September 10, 2015

Misleading Prologues

My husband the other day told me that he likes prologues that have nothing to do with the story.  This boggled me, and I realized that I'd been thinking around this topic a fair bit lately without approaching it directly.

"Really?" I said.  "Because I hate that.   It's like I've been tricked.  I get emotionally invested in this first character and then they never show up again."

Maybe this is left over from my high school English class where we learned that a book teaches you how to read it, what to expect, and then spent the year analyzing the first lines of everything we read.  Or maybe it's from college where my Film Studies class said that the first scene teaches you how to watch a movie.  Or from grad school, where they said that a video game teaches you how to play it, the internal rules, the implicit expectations.

"I like seeing the story from different characters' points of view," he explained.  "Especially from characters that aren't involved.  It gives things a sense of perspective."

He pointed out that this happens a lot in movies.  The first scene will focus on the bad guy, showing just how awful they are and what their evil plot is, when the good guys won't be able to see it for themselves (and therefore it wouldn't come into the story if you stuck with their POV) until much later.  Sometimes the first scene will focus on the victim of a crime: it'll show the event that sets off the rest of the story, even though the main characters aren't involved in that sparking event and aren't called in until later. 

These make sense and don't bother me that much.  But I find they are more common in movies than they are in books (or maybe that's just the kind of books I read).  It's narratively efficient to show things this way.  But in a movie, the prologue will be just a few minutes, where as in a book, reading it can take twenty minutes or so.  20 minutes out of a movie would be a sizable chunk of time.  So it makes sense to me that I'm more upset about prologues in books, where I've already sunk a decent amount of time only to find out this is not the character I should care about.

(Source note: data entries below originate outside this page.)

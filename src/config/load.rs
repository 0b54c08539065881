use std::{env, fs, path::PathBuf};

use crate::error::Error;
use crate::naming::FieldRule;

use super::schema::{NamingSettings, RulesFile, Settings};

/// Configuration loading helpers.
///
/// `Settings::load` reads an optional config file, then environment variables
/// (prefix `TRACKSORT__`), and falls back to struct defaults.
impl Settings {
    /// Load settings from environment and optional config file.
    pub fn load() -> Result<Self, ::config::ConfigError> {
        let config_path = resolve_config_path();

        let mut builder = ::config::Config::builder();

        if let Some(path) = &config_path {
            builder = builder.add_source(::config::File::from(path.as_path()).required(false));
        }

        builder = builder.add_source(
            ::config::Environment::with_prefix("TRACKSORT")
                .separator("__")
                .try_parsing(true),
        );

        let cfg = builder.build()?;
        let settings: Settings = cfg.try_deserialize()?;
        Ok(settings)
    }

    /// Perform basic validation checks on loaded settings.
    pub fn validate(&self) -> Result<(), String> {
        if self.library.batch_size == 0 {
            return Err("library.batch_size must be >= 1".to_string());
        }
        if self.naming.rules_file.is_none() && self.naming.rules.is_empty() {
            return Err("naming.rules must not be empty".to_string());
        }
        Ok(())
    }

    /// Catalog location: `store.path`, else the XDG data directory.
    pub fn store_path(&self) -> PathBuf {
        self.store
            .path
            .clone()
            .or_else(default_store_path)
            .unwrap_or_else(|| PathBuf::from("catalog.sqlite3"))
    }
}

impl NamingSettings {
    /// The effective rule table: the rules file when one is configured,
    /// otherwise the inline rules.
    pub fn resolve_rules(&self) -> Result<Vec<FieldRule>, Error> {
        let Some(path) = &self.rules_file else {
            return Ok(self.rules.clone());
        };
        let text = fs::read_to_string(path).map_err(|e| Error::RulesFile {
            path: path.clone(),
            message: e.to_string(),
        })?;
        let file: RulesFile = toml::from_str(&text).map_err(|e| Error::RulesFile {
            path: path.clone(),
            message: e.to_string(),
        })?;
        if file.rules.is_empty() {
            return Err(Error::RulesFile {
                path: path.clone(),
                message: "no rules defined".to_string(),
            });
        }
        Ok(file.rules)
    }
}

/// Resolve the config path from `TRACKSORT_CONFIG_PATH` or XDG defaults.
pub fn resolve_config_path() -> Option<PathBuf> {
    if let Some(p) = env::var_os("TRACKSORT_CONFIG_PATH") {
        let p = PathBuf::from(p);
        return Some(p);
    }
    default_config_path()
}

/// Compute the default config path under `$XDG_CONFIG_HOME/tracksort/config.toml`
/// or `~/.config/tracksort/config.toml` when `XDG_CONFIG_HOME` is not set.
pub fn default_config_path() -> Option<PathBuf> {
    let config_home = if let Some(xdg) = env::var_os("XDG_CONFIG_HOME") {
        Some(PathBuf::from(xdg))
    } else {
        env::var_os("HOME").map(|home| PathBuf::from(home).join(".config"))
    };

    config_home.map(|d| d.join("tracksort").join("config.toml"))
}

/// `$XDG_DATA_HOME/tracksort/catalog.sqlite3`, or the same under
/// `~/.local/share`.
pub fn default_store_path() -> Option<PathBuf> {
    let data_home = if let Some(xdg) = env::var_os("XDG_DATA_HOME") {
        Some(PathBuf::from(xdg))
    } else {
        env::var_os("HOME").map(|home| PathBuf::from(home).join(".local").join("share"))
    };

    data_home.map(|d| d.join("tracksort").join("catalog.sqlite3"))
}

The Storied Life of A.J. Fikry, a book I ready recently, did this.  The book starts from the POV of a book rep from a publishing house, come to sell the winter collection to a small book store on an island.  The rep has her own problems and back story outside of this set up, and it looks like shes the person we're going to get to know for the span of this book.  I assume she's going to learn something about small town island life, or wax poetic about books, or something will happen to her at this meeting that will set off the rest of the novel.  (At some point, I must have read the back cover of this book and then just completely forgotten it by the time I got around to it on my To Read list.)  About ten pages in, she leaves the book store and the POV shifts to the owner of the book store, who is the actual main character of the book.  Bah!  Why?  I liked the sales rep and this guy was kind of a jerk.  The first time I tried to read it, I didn't make it too much farther into the story before turning to something else.  Turns out she comes back later as an important character, and that the book makes a note (in a kind of lampshading, wink-wink way) that in novels, sometimes they follow random side characters for a few pages to flush out that they're fully developed.  So there's a reason, but I didn't get far enough in the first attempt to learn that.


I've also been thinking about it with respect to my own work.  I've been working on this beginning for way too long, which is silly because I'm positive that once I have a full draft, I'll end up completely rewriting it and making it so now there's an explosion or something instead.  But one of my earlier attempts focused on the rival from down the street instead of on the main characters responding to that rivalry.  It made it seem like the rival was going to be the main character, even from the first few paragraphs.  When I switched over to the people I really cared about, the jump was jarring.  So I refocused even though this was on a much smaller scale than a misleading prologue.